Council officials sent on €10,000 Harvard course
THE taxpayer is paying almost €10,000 to send the head of the body responsible for collecting the €100 household charge to a prestigious American Ivy League college.
Chief executive of the Local Government Management Agency (LGMA) Paul McSweeney has enrolled at the 'senior executives in state and local government' course at Harvard University.
The three-week programme will cost the hard-pressed taxpayer €9,239.
Yesterday Environment Minister Phil Hogan admitted it had cost $313,550 (€253,050) since 2008 to send 28 senior local government officials on the course.
However, the costs released yesterday did not include the travel expenses of the officials concerned, which are funded separately by their respective local authorities.
Mr Hogan revealed details about the plan in written Dail responses to People Before Profit TDs, Richard Boyd Barrett and Joan Collins.
Last night Mr Boyd Barrett described the costs as "absolutely outrageous" and questioned the need for council officials to attend a course at Harvard University.
Mr Hogan confirmed that the LGMA is to spend $80,150 (€64,670) on sending seven local government officials to the prestigious US college for this year's programme.
Among those who have been sent to Harvard, Massachusetts, for the course is the manager of Dun Laoghaire Rathdown, Owen Keegan.
The fee per participant this year is $11,450 (€9,239) -- an increase on the $11,200 (€9,037) that has been charged for the previous three years.
The programme runs from June 4 to June 22 and July 9 to July 27.
The head of finance at Clare and Waterford councils, the head of IT at Fingal council and the directors of service at Offaly and Wexford councils have also enrolled in the course.

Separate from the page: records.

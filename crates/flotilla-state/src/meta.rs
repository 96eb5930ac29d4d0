//! Object envelope shared by every persisted kind.
//!
//! An [`Object`] carries metadata, a desired-state `spec` and an
//! observed-state `status`. The two halves are written through separate
//! store calls and each has its own optimistic-concurrency version, so a
//! status writer never conflicts with a spec writer.

use std::collections::BTreeMap;
use std::fmt::Debug;

use serde::de::DeserializeOwned;
use serde::{Deserialize, Serialize};

/// A persisted kind: the spec type names its status type and table.
pub trait ResourceSpec:
    Serialize + DeserializeOwned + Clone + PartialEq + Debug + Send + Sync + 'static
{
    type Status: Serialize
        + DeserializeOwned
        + Clone
        + PartialEq
        + Debug
        + Default
        + Send
        + Sync
        + 'static;

    /// Table name and watch-event kind.
    const KIND: &'static str;
}

/// Identity, labels and version tokens for a stored object.
#[derive(Debug, Clone, PartialEq, Eq, Default, Serialize, Deserialize)]
pub struct ObjectMeta {
    pub name: String,
    /// Empty for cluster-scoped objects.
    #[serde(default)]
    pub namespace: String,
    #[serde(default)]
    pub labels: BTreeMap<String, String>,
    /// Key of the object that owns this one, if any.
    #[serde(default)]
    pub owner: Option<String>,
    /// Unix timestamp (seconds). Filled in by the store on create when zero.
    #[serde(default)]
    pub created_at: u64,
    /// Bumped on every spec/label write. Zero until first persisted.
    #[serde(default)]
    pub spec_version: u64,
    /// Bumped on every status write.
    #[serde(default)]
    pub status_version: u64,
}

impl ObjectMeta {
    pub fn new(namespace: &str, name: &str) -> Self {
        Self {
            name: name.to_string(),
            namespace: namespace.to_string(),
            ..Default::default()
        }
    }

    /// Store key: `{namespace}/{name}`, or just `{name}` when cluster-scoped.
    pub fn key(&self) -> String {
        object_key(&self.namespace, &self.name)
    }

    /// Whether the store has accepted this object at least once.
    pub fn is_persisted(&self) -> bool {
        self.spec_version > 0
    }

    pub fn label(&self, key: &str) -> Option<&str> {
        self.labels.get(key).map(String::as_str)
    }

    pub fn with_labels<I, K, V>(mut self, labels: I) -> Self
    where
        I: IntoIterator<Item = (K, V)>,
        K: Into<String>,
        V: Into<String>,
    {
        self.labels
            .extend(labels.into_iter().map(|(k, v)| (k.into(), v.into())));
        self
    }
}

/// Build the composite key for an object.
pub fn object_key(namespace: &str, name: &str) -> String {
    if namespace.is_empty() {
        name.to_string()
    } else {
        format!("{namespace}/{name}")
    }
}

/// Split a composite key back into `(namespace, name)`.
pub fn split_key(key: &str) -> (&str, &str) {
    match key.split_once('/') {
        Some((ns, name)) => (ns, name),
        None => ("", key),
    }
}

/// A stored object of kind `S`.
#[derive(Debug, Clone, PartialEq, Serialize, Deserialize)]
#[serde(bound = "")]
pub struct Object<S: ResourceSpec> {
    pub meta: ObjectMeta,
    pub spec: S,
    #[serde(default)]
    pub status: S::Status,
}

impl<S: ResourceSpec> Object<S> {
    pub fn new(meta: ObjectMeta, spec: S) -> Self {
        Self {
            meta,
            spec,
            status: S::Status::default(),
        }
    }

    pub fn key(&self) -> String {
        self.meta.key()
    }

    pub fn name(&self) -> &str {
        &self.meta.name
    }
}

/// Equality-based label query, evaluated against the store's label index.
#[derive(Debug, Clone, Default, PartialEq, Eq)]
pub struct LabelSelector {
    terms: BTreeMap<String, String>,
}

impl LabelSelector {
    pub fn new() -> Self {
        Self::default()
    }

    /// Require `key=value`.
    pub fn with(mut self, key: &str, value: &str) -> Self {
        self.terms.insert(key.to_string(), value.to_string());
        self
    }

    pub fn is_empty(&self) -> bool {
        self.terms.is_empty()
    }

    pub fn terms(&self) -> impl Iterator<Item = (&str, &str)> {
        self.terms.iter().map(|(k, v)| (k.as_str(), v.as_str()))
    }

    pub fn matches(&self, labels: &BTreeMap<String, String>) -> bool {
        self.terms
            .iter()
            .all(|(k, v)| labels.get(k).is_some_and(|actual| actual == v))
    }
}
//! Weighted routing list handed to the mesh configuration generator.

use tracing::debug;

use flotilla_state::labels;
use flotilla_state::*;

use crate::error::RolloutResult;

/// The descriptor's traffic split: every release currently taking traffic.
pub fn traffic_split_for(at: &AppTarget, releases: &[AppRelease]) -> TrafficSplit {
    let routes = releases
        .iter()
        .filter(|r| r.spec.traffic_percentage > 0)
        .map(|r| WeightedRoute {
            release: r.name().to_string(),
            role: r.spec.role,
            weight: r.spec.traffic_percentage,
            ports: r.spec.runtime.ports.clone(),
        })
        .collect();

    let mut meta = ObjectMeta::new(at.target_namespace(), &at.spec.app);
    meta.labels = labels::target_labels(&at.spec.app, &at.spec.target);
    meta.owner = Some(at.key());

    Object::new(
        meta,
        TrafficSplitSpec {
            app: at.spec.app.clone(),
            target: at.spec.target.clone(),
            routes,
        },
    )
}

/// Write the split if it differs from what is stored. Returns whether it
/// changed.
pub fn publish_traffic_split(store: &ObjectStore, at: &AppTarget, releases: &[AppRelease]) -> RolloutResult<bool> {
    let (split, changed) = store.apply(traffic_split_for(at, releases))?;
    if changed {
        debug!(
            app_target = %at.name(),
            routes = ?split.spec.routes.iter().map(|r| (&r.release, r.weight)).collect::<Vec<_>>(),
            "traffic split updated"
        );
    }
    Ok(changed)
}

Mr Boyd Barrett said that the course was an expensive junket.
"I find it difficult to understand why local authority officials need to go to Harvard to learn how to run local government in Ireland.
"They would be better served listening to the people here," he said.
And Ms Collins added: "It is quite a lot of money to be spending where we can see no clear benefit for the taxpayer."
Mr Hogan said that the programme had been sponsored by the LGMA since 1997.
He said the course focused on organisational strategy, political management, policy development, management controls and operations, and management of human resources.
"The curriculum is designed to build on the significant skills which experienced executives already possess," Mr Hogan added.
"Each year, following a nomination and selection process, the selected participants are approved by the board of the LGMA to attend."
The LGMA yesterday confirmed the dates of this year's course, but did not comment further.